# Degree Algorithm with Neptune Analytics

This notebook demonstrates how the Degree algorithms computation can be offloaded to a remote AWS Neptune Analytics instance.

## Setup and Imports

First, let's import the necessary libraries and set up logging.

In [None]:
import networkx as nx
from nx_neptune import NeptuneGraph
import logging
import os
import matplotlib.pyplot as plt
from nx_neptune.utils.utils import get_stdout_logger
import requests
import pandas as pd

In [None]:
logger = get_stdout_logger(__name__,[
                    'nx_neptune.algorithms.centrality.degree_centrality',
                    'nx_neptune.na_graph', 'nx_neptune.utils.decorators', __name__])

# Ignore cache warnings
nx.config.warnings_to_ignore.add("cache")

## Check for Neptune Analytics Graph ID

We need to ensure that the NETWORKX_GRAPH_ID environment variable is set. You can also set it directly in this notebook.

In [None]:
# Read and load graphId from environment variable
graph_id = os.getenv('NETWORKX_GRAPH_ID')

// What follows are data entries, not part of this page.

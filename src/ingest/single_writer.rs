//! Multi-producer ingestion with one owning writer thread.
//!
//! The aggregator is moved into a worker thread that drains a bounded
//! channel. Producers clone a [`RecordSender`] and push records; queries go
//! through the same channel, so they are serialized with `observe` and never
//! see a half-applied record.
//!
//! ```
//! use crosstally::{Aggregator, Metric};
//! use crosstally::ingest::{SingleWriter, SingleWriterConfig};
//! use serde_json::json;
//! use std::thread;
//!
//! # fn main() -> Result<(), Box<dyn std::error::Error>> {
//! let agg = Aggregator::with_all_combinations(vec![Metric::field("direction", "direction")])?;
//! let writer = SingleWriter::spawn(agg, SingleWriterConfig::default());
//!
//! let producers: Vec<_> = (0..4)
//!     .map(|_| {
//!         let tx = writer.sender();
//!         thread::spawn(move || {
//!             for _ in 0..25 {
//!                 tx.send(json!({"direction": "IN"})).unwrap();
//!             }
//!         })
//!     })
//!     .collect();
//! for p in producers {
//!     p.join().unwrap();
//! }
//!
//! let outcome = writer.finish()?;
//! assert_eq!(outcome.aggregator.observed(), 100);
//! # Ok(())
//! # }
//! ```

use super::{IngestMode, IngestSummary, RejectCollector};
use crate::aggregator::Aggregator;
use crate::error::{Result, TallyError};
use crate::table::QueryResult;
use serde::{Deserialize, Serialize};
use std::sync::mpsc::{self, Receiver, SyncSender};
use std::thread::{self, JoinHandle};
use thiserror::Error;
use tracing::{debug, info, warn};

/// Settings for [`SingleWriter::spawn`].
#[derive(Debug, Clone, Copy, PartialEq, Eq, Serialize, Deserialize)]
#[serde(default)]
pub struct SingleWriterConfig {
    /// Bound of the record channel; producers block when it is full.
    pub capacity: usize,
    /// Policy for records whose extraction fails.
    pub mode: IngestMode,
    /// Most rejects kept under [`IngestMode::LogAndContinue`]; later ones are
    /// only counted. `None` keeps every reject.
    pub max_rejects: Option<usize>,
}

impl Default for SingleWriterConfig {
    fn default() -> Self {
        Self {
            capacity: 1024,
            mode: IngestMode::FailFast,
            max_rejects: Some(1024),
        }
    }
}

/// Failures talking to the writer thread.
#[derive(Error, Debug)]
pub enum WriterError {
    /// The worker stopped (after a fail-fast error, or after `finish`).
    #[error("single-writer channel is closed")]
    Closed,

    /// The worker thread panicked.
    #[error("single-writer thread panicked")]
    Panicked,

    /// The aggregator rejected a query.
    #[error(transparent)]
    Tally(#[from] TallyError),
}

enum Command<R> {
    Record(R),
    Query {
        names: Vec<String>,
        include_total: bool,
        reply: mpsc::Sender<Result<QueryResult>>,
    },
}

/// Cloneable producer handle.
pub struct RecordSender<R> {
    tx: SyncSender<Command<R>>,
}

impl<R> Clone for RecordSender<R> {
    fn clone(&self) -> Self {
        Self {
            tx: self.tx.clone(),
        }
    }
}

impl<R> RecordSender<R> {
    /// Queue one record, blocking while the channel is full.
    ///
    /// # Errors
    /// [`WriterError::Closed`] once the worker has stopped.
    pub fn send(&self, record: R) -> Result<(), WriterError> {
        self.tx
            .send(Command::Record(record))
            .map_err(|_| WriterError::Closed)
    }
}

/// Everything the worker hands back when it stops.
#[derive(Debug)]
pub struct WriterOutcome<R> {
    /// The aggregator with all counts applied so far.
    pub aggregator: Aggregator<R>,
    pub summary: IngestSummary,
    /// Rejects kept under [`IngestMode::LogAndContinue`], up to
    /// [`SingleWriterConfig::max_rejects`].
    pub rejects: RejectCollector,
    /// The error that stopped a [`IngestMode::FailFast`] worker early.
    pub error: Option<TallyError>,
}

/// Owner of the writer thread.
pub struct SingleWriter<R> {
    tx: SyncSender<Command<R>>,
    handle: JoinHandle<WriterOutcome<R>>,
}

impl<R> SingleWriter<R>
where
    R: Serialize + Send + 'static,
{
    /// Move `aggregator` into a new writer thread.
    #[must_use]
    pub fn spawn(aggregator: Aggregator<R>, config: SingleWriterConfig) -> Self {
        let (tx, rx) = mpsc::sync_channel(config.capacity);
        let mode = config.mode;
        let rejects = config
            .max_rejects
            .map_or_else(RejectCollector::new, RejectCollector::bounded);
        let handle = thread::spawn(move || run(aggregator, &rx, mode, rejects));
        info!(capacity = config.capacity, ?mode, "single writer started");
        Self { tx, handle }
    }

    /// A new producer handle.
    #[must_use]
    pub fn sender(&self) -> RecordSender<R> {
        RecordSender {
            tx: self.tx.clone(),
        }
    }

    /// Queue one record from the owning thread.
    ///
    /// # Errors
    /// [`WriterError::Closed`] once the worker has stopped.
    pub fn send(&self, record: R) -> Result<(), WriterError> {
        self.tx
            .send(Command::Record(record))
            .map_err(|_| WriterError::Closed)
    }

    /// Query through the writer thread; sees every record queued before it.
    ///
    /// # Errors
    /// [`WriterError::Closed`] if the worker stopped, or
    /// [`WriterError::Tally`] for an unknown combination.
    pub fn query<S: AsRef<str>>(
        &self,
        names: &[S],
        include_total: bool,
    ) -> Result<QueryResult, WriterError> {
        let (reply, answer) = mpsc::channel();
        self.tx
            .send(Command::Query {
                names: names.iter().map(|s| s.as_ref().to_string()).collect(),
                include_total,
                reply,
            })
            .map_err(|_| WriterError::Closed)?;
        let result = answer.recv().map_err(|_| WriterError::Closed)?;
        Ok(result?)
    }

    /// Close this handle's sender and wait for the worker.
    ///
    /// The worker drains until every [`RecordSender`] is dropped, so drop or
    /// join producers first.
    ///
    /// # Errors
    /// [`WriterError::Panicked`] if the worker thread panicked.
    pub fn finish(self) -> Result<WriterOutcome<R>, WriterError> {
        drop(self.tx);
        self.handle.join().map_err(|_| WriterError::Panicked)
    }
}

fn run<R: Serialize>(
    mut aggregator: Aggregator<R>,
    rx: &Receiver<Command<R>>,
    mode: IngestMode,
    mut rejects: RejectCollector,
) -> WriterOutcome<R> {
    let mut summary = IngestSummary::default();
    let mut error = None;
    let mut index = 0u64;

    for command in rx {
        match command {
            Command::Record(record) => {
                let step =
                    aggregator.ingest_one(index, &record, mode, Some(&mut rejects), &mut summary);
                index += 1;
                if let Err(e) = step {
                    warn!(index = index - 1, error = %e, "single writer stopping");
                    error = Some(e);
                    break;
                }
            }
            Command::Query {
                names,
                include_total,
                reply,
            } => {
                // receiver may have given up; nothing to do then
                let _ = reply.send(aggregator.query(&names, include_total));
            }
        }
    }

    debug!(
        observed = summary.observed,
        rejected = summary.rejected,
        dropped_rejects = rejects.dropped(),
        "single writer drained"
    );
    WriterOutcome {
        aggregator,
        summary,
        rejects,
        error,
    }
}
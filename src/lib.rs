//! # crosstally
//!
//! A **streaming multi-dimensional tally engine**. Given a sequence of records
//! and a fixed list of named classification functions ("metrics"), crosstally
//! counts, in one pass and without buffering the input, how many records fall
//! into every distinct value tuple of every non-empty combination of those
//! metrics.
//!
//! ## Key Features
//!
//! - **Single pass, bounded memory** - memory grows with distinct tuples, never with stream length
//! - **Every combination at once** - all 2ⁿ − 1 metric subsets, or an explicit list
//! - **Order-independent results** - rows sorted by count, ties broken by value
//! - **Typed errors** - configuration, extraction and query failures are distinct types
//! - **Atomic extraction** - a record either counts in every table or in none
//! - **Ingest policies** - fail fast, skip, or log-and-collect bad records
//! - **Single-writer ingestion** - many producer threads, one counting thread
//! - **Presenters** - boxed text tables, JSON, and CSV (feature `io-csv`)
//!
//! ## Quick Start
//!
//! ```
//! use crosstally::{Aggregator, Metric, Row};
//! use serde_json::json;
//!
//! # fn main() -> crosstally::Result<()> {
//! let mut agg = Aggregator::with_all_combinations(vec![
//!     Metric::field("direction", "direction"),
//!     Metric::field("session", "session"),
//! ])?;
//!
//! agg.observe(&json!({"direction": "IN", "session": "s1"}))?;
//! agg.observe(&json!({"direction": "OUT", "session": "s1"}))?;
//! agg.observe(&json!({"direction": "IN", "session": "s2"}))?;
//!
//! let rows = agg.query(&["session", "direction"], false)?.rows;
//! assert_eq!(
//!     rows,
//!     vec![
//!         Row::tuple(["IN", "s1"], 1),
//!         Row::tuple(["IN", "s2"], 1),
//!         Row::tuple(["OUT", "s1"], 1),
//!     ]
//! );
//! # Ok(())
//! # }
//! ```
//!
//! ## Core Concepts
//!
//! ### Metric
//!
//! A [`Metric<R>`] is a name plus a pure function from `&R` to a [`Value`].
//! Build one from any closure with [`Metric::new`] / [`Metric::try_new`]; for
//! `serde_json::Value` records use [`Metric::field`], [`Metric::pointer`] or
//! [`Metric::first_pointer`].
//!
//! ### Combination
//!
//! A [`Combination`] is a subset of metric names in canonical (sorted) order.
//! The [`CombinationSet`] an aggregator tracks is fixed at construction.
//!
//! ### Aggregator
//!
//! [`Aggregator::observe`] extracts each metric once and bumps one
//! [`ValueTuple`] in every [`CountTable`]. [`Aggregator::query`] returns a
//! [`QueryResult`]: rows sorted by count descending, with an optional
//! trailing [`Row::Total`].
//!
//! ## Module Overview
//!
//! - [`value`] - scalar values and the tuple key
//! - [`metric`] - named extraction functions
//! - [`combination`] - canonical combinations and their generation
//! - [`table`] - count tables, rows and query results
//! - [`aggregator`] - the tally engine
//! - [`ingest`] - ingest policies and the single-writer thread
//! - [`present`] - text, JSON and CSV rendering
//! - [`error`] - the error taxonomy
//! - [`testing`] - fixtures and invariant assertions
//!
//! ## Feature Flags
//!
//! - `io-csv` (default) - Enable the CSV presenter

#![cfg_attr(docsrs, feature(doc_cfg))]

pub mod aggregator;
pub mod combination;
pub mod error;
pub mod ingest;
pub mod metric;
pub mod present;
pub mod table;
pub mod testing;
pub mod value;

// Re-exports
pub use aggregator::Aggregator;
pub use combination::{Combination, CombinationSet, MAX_METRICS};
pub use error::{
    ConfigurationError, ExtractReason, ExtractionError, QueryError, Result, TallyError,
};
pub use ingest::{IngestMode, IngestSummary, RejectCollector, RejectedRecord, SingleWriter};
pub use metric::{Metric, json_scalar};
pub use table::{CountTable, QueryResult, Row};
pub use value::{Value, ValueTuple};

# If not set, you can set it here
if not graph_id:
    # Uncomment and set your Graph ID
    # %env NETWORKX_GRAPH_ID=your-neptune-analytics-graph-id
    # graph_id = os.getenv('NETWORKX_GRAPH_ID')
    print("Warning: Environment Variable NETWORKX_GRAPH_ID is not defined")
    print("You can set it using: %env NETWORKX_GRAPH_ID=your-neptune-analytics-graph-id")
else:
    print(f"Using Neptune Analytics Graph ID: {graph_id}")

## Download and configure Air route dataset

Then download the air route dataset for testing purpose.

In [None]:
# Download routes data
routes_url = "https://raw.githubusercontent.com/jpatokal/openflights/master/data/routes.dat"
routes_file = "resources/notebook_test_data_routes.dat"

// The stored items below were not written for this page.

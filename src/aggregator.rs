//! The streaming tally engine.
//!
//! An [`Aggregator`] owns one [`CountTable`] per tracked combination. Each
//! call to [`observe`](Aggregator::observe) extracts every metric once, then
//! bumps exactly one tuple in every table. Nothing about the record is kept
//! afterwards, so memory grows with the number of distinct tuples, not with
//! the length of the stream.
//!
//! # Example
//! ```
//! use crosstally::{Aggregator, Metric, Row};
//! use serde_json::json;
//!
//! # fn main() -> crosstally::Result<()> {
//! let mut agg = Aggregator::with_all_combinations(vec![
//!     Metric::field("direction", "direction"),
//!     Metric::field("session", "session"),
//! ])?;
//!
//! for rec in [
//!     json!({"direction": "IN", "session": "s1"}),
//!     json!({"direction": "OUT", "session": "s1"}),
//!     json!({"direction": "IN", "session": "s2"}),
//! ] {
//!     agg.observe(&rec)?;
//! }
//!
//! let by_dir = agg.query(&["direction"], true)?;
//! assert_eq!(
//!     by_dir.rows,
//!     vec![
//!         Row::tuple(["IN"], 2),
//!         Row::tuple(["OUT"], 1),
//!         Row::Total { count: 3 },
//!     ]
//! );
//! # Ok(())
//! # }
//! ```

use crate::combination::{Combination, CombinationSet};
use crate::error::{ConfigurationError, ExtractionError, QueryError, Result};
use crate::metric::Metric;
use crate::table::{CountTable, QueryResult, Row};
use crate::value::Value;
use serde::Serialize;
use std::fmt;
use tracing::{debug, trace};

/// Single-writer tally over records of type `R`.
///
/// Not internally synchronized: only one thread may call
/// [`observe`](Self::observe) at a time. See
/// [`SingleWriter`](crate::ingest::SingleWriter) for multi-producer ingestion.
pub struct Aggregator<R> {
    metrics: Vec<Metric<R>>,
    combinations: CombinationSet,
    tables: Vec<CountTable>,
    observed: u64,
}

impl<R> Aggregator<R> {
    /// Track exactly the combinations in `combinations`.
    ///
    /// # Errors
    /// [`ConfigurationError::MetricMismatch`] if `combinations` was built from
    /// a different metric list.
    pub fn new(metrics: Vec<Metric<R>>, combinations: CombinationSet) -> Result<Self> {
        let found: Vec<&str> = metrics.iter().map(Metric::name).collect();
        if combinations.metric_names() != found.as_slice() {
            return Err(ConfigurationError::MetricMismatch {
                expected: combinations.metric_names().to_vec(),
                found: found.into_iter().map(String::from).collect(),
            }
            .into());
        }
        let tables = vec![CountTable::new(); combinations.len()];
        debug!(
            metrics = metrics.len(),
            combinations = combinations.len(),
            "aggregator ready"
        );
        Ok(Self {
            metrics,
            combinations,
            tables,
            observed: 0,
        })
    }

    /// Track every non-empty subset of `metrics`.
    ///
    /// # Errors
    /// [`ConfigurationError`] for an empty, duplicated, or oversized metric
    /// list.
    pub fn with_all_combinations(metrics: Vec<Metric<R>>) -> Result<Self> {
        let combinations = CombinationSet::generate(&metrics)?;
        Self::new(metrics, combinations)
    }

    /// Track an explicit list of combinations given by metric names.
    ///
    /// # Errors
    /// See [`CombinationSet::from_names`].
    pub fn with_combinations<I, C, S>(metrics: Vec<Metric<R>>, specs: I) -> Result<Self>
    where
        I: IntoIterator<Item = C>,
        C: IntoIterator<Item = S>,
        S: AsRef<str>,
    {
        let combinations = CombinationSet::from_names(&metrics, specs)?;
        Self::new(metrics, combinations)
    }

    /// Rows for one combination, named in any order.
    ///
    /// Rows are sorted by count descending, ties by value tuple ascending.
    /// With `include_total`, a [`Row::Total`] carrying the sum of all counts
    /// is appended.
    ///
    /// # Errors
    /// [`ConfigurationError::UnknownMetric`] or
    /// [`QueryError::UnknownCombination`] for names this aggregator does not
    /// track.
    pub fn query<S: AsRef<str>>(&self, names: &[S], include_total: bool) -> Result<QueryResult> {
        let slot = self.combinations.slot(names)?;
        Ok(self.query_slot(slot, include_total))
    }

    fn query_slot(&self, slot: usize, include_total: bool) -> QueryResult {
        let table = &self.tables[slot];
        let mut rows = table.sorted_rows();
        if include_total {
            rows.push(Row::Total {
                count: table.total(),
            });
        }
        QueryResult {
            combination: self.combinations.get(slot).map_or_else(Vec::new, |c| c.names().to_vec()),
            rows,
        }
    }

    /// Query every tracked combination, in registration order.
    #[must_use]
    pub fn query_all(&self, include_total: bool) -> Vec<QueryResult> {
        (0..self.tables.len())
            .map(|slot| self.query_slot(slot, include_total))
            .collect()
    }

    /// The raw table for one combination.
    ///
    /// # Errors
    /// Same as [`query`](Self::query).
    pub fn table<S: AsRef<str>>(&self, names: &[S]) -> Result<&CountTable> {
        let slot = self.combinations.slot(names)?;
        Ok(&self.tables[slot])
    }

    /// Count of one value tuple; `values[i]` belongs to `names[i]`, in
    /// whatever order the names are given.
    ///
    /// # Errors
    /// Same as [`query`](Self::query), plus [`QueryError::ArityMismatch`]
    /// when the two slices differ in length.
    pub fn count<S: AsRef<str>>(&self, names: &[S], values: &[Value]) -> Result<u64> {
        let slot = self.combinations.slot(names)?;
        if names.len() != values.len() {
            return Err(QueryError::ArityMismatch {
                combination: names.iter().map(|s| s.as_ref().to_string()).collect(),
                expected: names.len(),
                found: values.len(),
            }
            .into());
        }
        let mut pairs: Vec<(&str, &Value)> = names
            .iter()
            .map(|s| s.as_ref())
            .zip(values.iter())
            .collect();
        pairs.sort_by(|a, b| a.0.cmp(b.0));
        let key: Vec<Value> = pairs.into_iter().map(|(_, v)| v.clone()).collect();
        Ok(self.tables[slot].get(&key))
    }

    /// `(combination, table)` pairs in registration order.
    pub fn tables(&self) -> impl Iterator<Item = (&Combination, &CountTable)> {
        self.combinations.iter().zip(self.tables.iter())
    }

    #[must_use]
    pub fn combinations(&self) -> &CombinationSet {
        &self.combinations
    }

    /// Metric names in registration order.
    #[must_use]
    pub fn metric_names(&self) -> &[String] {
        self.combinations.metric_names()
    }

    /// Number of records successfully observed.
    #[must_use]
    pub const fn observed(&self) -> u64 {
        self.observed
    }
}

impl<R: Serialize> Aggregator<R> {
    /// Count one record.
    ///
    /// Every metric is extracted once. If any extraction fails, nothing is
    /// counted for this record and the error names the metric and carries the
    /// record rendered as JSON.
    ///
    /// # Errors
    /// [`ExtractionError`] (wrapped in [`TallyError`](crate::TallyError)).
    pub fn observe(&mut self, record: &R) -> Result<()> {
        let mut values = Vec::with_capacity(self.metrics.len());
        for metric in &self.metrics {
            match metric.extract(record) {
                Ok(v) => values.push(v),
                Err(reason) => {
                    return Err(ExtractionError {
                        metric: metric.name().to_string(),
                        reason,
                        record: render_record(record),
                    }
                    .into());
                }
            }
        }

        for (combination, table) in self.combinations.iter().zip(self.tables.iter_mut()) {
            let key = combination
                .indices()
                .iter()
                .map(|&i| values[i].clone())
                .collect();
            table.increment(key);
        }
        self.observed += 1;
        trace!(observed = self.observed, "record counted");
        Ok(())
    }
}

fn render_record<R: Serialize>(record: &R) -> String {
    serde_json::to_string(record).unwrap_or_else(|e| format!("<unrenderable record: {e}>"))
}

impl<R> fmt::Debug for Aggregator<R> {
    fn fmt(&self, f: &mut fmt::Formatter<'_>) -> fmt::Result {
        f.debug_struct("Aggregator")
            .field("metrics", &self.metrics)
            .field("combinations", &self.combinations.len())
            .field("observed", &self.observed)
            .finish()
    }
}

#[cfg(test)]
mod tests {
    use super::*;
    use crate::error::TallyError;
    use std::collections::HashMap;

    type Rec = HashMap<&'static str, &'static str>;

    fn metric(name: &'static str) -> Metric<Rec> {
        Metric::new(name, move |r: &Rec| r.get(name).copied())
    }

    #[test]
    fn failed_extraction_commits_nothing() {
        let mut agg = Aggregator::with_all_combinations(vec![metric("a"), metric("b")]).unwrap();
        agg.observe(&HashMap::from([("a", "x"), ("b", "y")])).unwrap();

        let err = agg.observe(&HashMap::from([("a", "x")])).unwrap_err();
        let e = err.as_extraction().expect("extraction error");
        assert_eq!(e.metric, "b");
        assert_eq!(e.record, r#"{"a":"x"}"#);

        assert_eq!(agg.observed(), 1);
        assert_eq!(agg.table(&["a"]).unwrap().total(), 1);
    }

    #[test]
    fn mismatched_combination_set_is_rejected() {
        let combos = CombinationSet::generate(&[metric("a")]).unwrap();
        let err = Aggregator::new(vec![metric("b")], combos).unwrap_err();
        assert!(matches!(
            err,
            TallyError::Configuration(ConfigurationError::MetricMismatch { .. })
        ));
    }
}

# Ensure the directory exists
os.makedirs(os.path.dirname(routes_file), exist_ok=True)

with open(routes_file, "wb") as f:
    f.write(requests.get(routes_url).content)

cols = [
    "airline", "airline_id", "source_airport", "source_airport_id",
    "dest_airport", "dest_airport_id", "codeshare", "stops", "equipment"
]

routes_df = pd.read_csv("resources/notebook_test_data_routes.dat", names=cols, header=None)

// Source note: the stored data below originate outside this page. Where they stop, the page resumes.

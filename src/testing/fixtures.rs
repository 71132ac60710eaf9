//! Pre-built records and metric sets for common testing scenarios.
//!
//! The message fixtures mirror a test-framework message log: each record has a
//! `direction`, a `sessionId`, and a `body` that is either an object or a
//! one-element list, with the message type under `metadata.messageType`.
//! The event fixtures carry an `eventType` and a `successful` flag.

use crate::metric::Metric;
use serde_json::{Value as JsonValue, json};

/// JSON pointers tried, in order, to find a message's type.
pub const MESSAGE_TYPE_POINTERS: [&str; 2] = [
    "/body/0/metadata/messageType",
    "/body/metadata/messageType",
];

/// Metrics for [`sample_messages`]: `direction`, `session` (from
/// `sessionId`) and `messageType`.
#[must_use]
pub fn message_metrics() -> Vec<Metric<JsonValue>> {
    vec![
        Metric::field("direction", "direction"),
        Metric::field("session", "sessionId"),
        Metric::first_pointer("messageType", MESSAGE_TYPE_POINTERS),
    ]
}

fn message(direction: &str, session: &str, message_type: &str, listed: bool) -> JsonValue {
    let mut body = json!({ "metadata": { "messageType": message_type } });
    if listed {
        body = JsonValue::Array(vec![body]);
    }
    json!({
        "direction": direction,
        "sessionId": session,
        "body": body,
    })
}

/// Six messages over two sessions.
///
/// | direction | session | messageType     |
/// |-----------|---------|-----------------|
/// | IN        | s1      | NewOrderSingle  |
/// | OUT       | s1      | ExecutionReport |
/// | IN        | s2      | NewOrderSingle  |
/// | OUT       | s1      | ExecutionReport |
/// | IN        | s1      | NewOrderSingle  |
/// | OUT       | s2      | Reject          |
///
/// # Example
///
/// ```
/// use crosstally::testing::sample_messages;
///
/// let msgs = sample_messages();
/// assert_eq!(msgs.len(), 6);
/// ```
#[must_use]
pub fn sample_messages() -> Vec<JsonValue> {
    vec![
        message("IN", "s1", "NewOrderSingle", true),
        message("OUT", "s1", "ExecutionReport", false),
        message("IN", "s2", "NewOrderSingle", false),
        message("OUT", "s1", "ExecutionReport", true),
        message("IN", "s1", "NewOrderSingle", true),
        message("OUT", "s2", "Reject", false),
    ]
}

/// A message with no `sessionId`, for exercising extraction failures.
#[must_use]
pub fn message_without_session() -> JsonValue {
    json!({
        "direction": "IN",
        "body": { "metadata": { "messageType": "Heartbeat" } },
    })
}

/// Metrics for [`sample_events`]: `type` (from `eventType`) and `successful`.
#[must_use]
pub fn event_metrics() -> Vec<Metric<JsonValue>> {
    vec![
        Metric::field("type", "eventType"),
        Metric::field("successful", "successful"),
    ]
}

/// Five events: three `Verification` (one failed) and two `Send message`.
#[must_use]
pub fn sample_events() -> Vec<JsonValue> {
    vec![
        json!({"eventType": "Verification", "successful": true}),
        json!({"eventType": "Verification", "successful": false}),
        json!({"eventType": "Send message", "successful": true}),
        json!({"eventType": "Verification", "successful": true}),
        json!({"eventType": "Send message", "successful": true}),
    ]
}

g = nx.DiGraph()  # use DiGraph for directed air routes

for _, row in routes_df.iterrows():
    src = row["source_airport"]
    dst = row["dest_airport"]
    if pd.notnull(src) and pd.notnull(dst):
        g.add_edge(src, dst)
print(f'Populated test dataset with nodes:{g.number_of_nodes()} and edges:{g.number_of_edges()}')

### Example 1: Execute Degree Centrality Algorithm

Let's start with running the Degree Centrality Algorithm against the air route data and list out the top 10 results

In [None]:
r = nx.degree_centrality(g, backend="neptune")
logger.info("Algorithm execution - Neptune Analytics: ")
for key, value in sorted(r.items(), key=lambda x: (x[1], x[0]), reverse=True)[:10]:
    logger.info(f"{key}: {value}")

### Example 2: Execute In Degree Centrality Algorithm

Execute In Degree Centrality algorithm against air route dataset on remote Neptune Analytics instance

In [None]:
r = nx.in_degree_centrality(g, backend="neptune")
logger.info("Algorithm execution - Neptune Analytics: ")
for key, value in sorted(r.items(), key=lambda x: (x[1], x[0]), reverse=True)[:10]:
    logger.info(f"{key}: {value}")

### Example 3: Execute Out Degree Centrality Algorithm

Execute Out Degree Centrality algorithm against air route dataset on remote Neptune Analytics instance

In [None]:
r = nx.out_degree_centrality(g, backend="neptune")
logger.info("Algorithm execution - Neptune Analytics: ")
for key, value in sorted(r.items(), key=lambda x: (x[1], x[0]), reverse=True)[:10]:
    logger.info(f"{key}: {value}")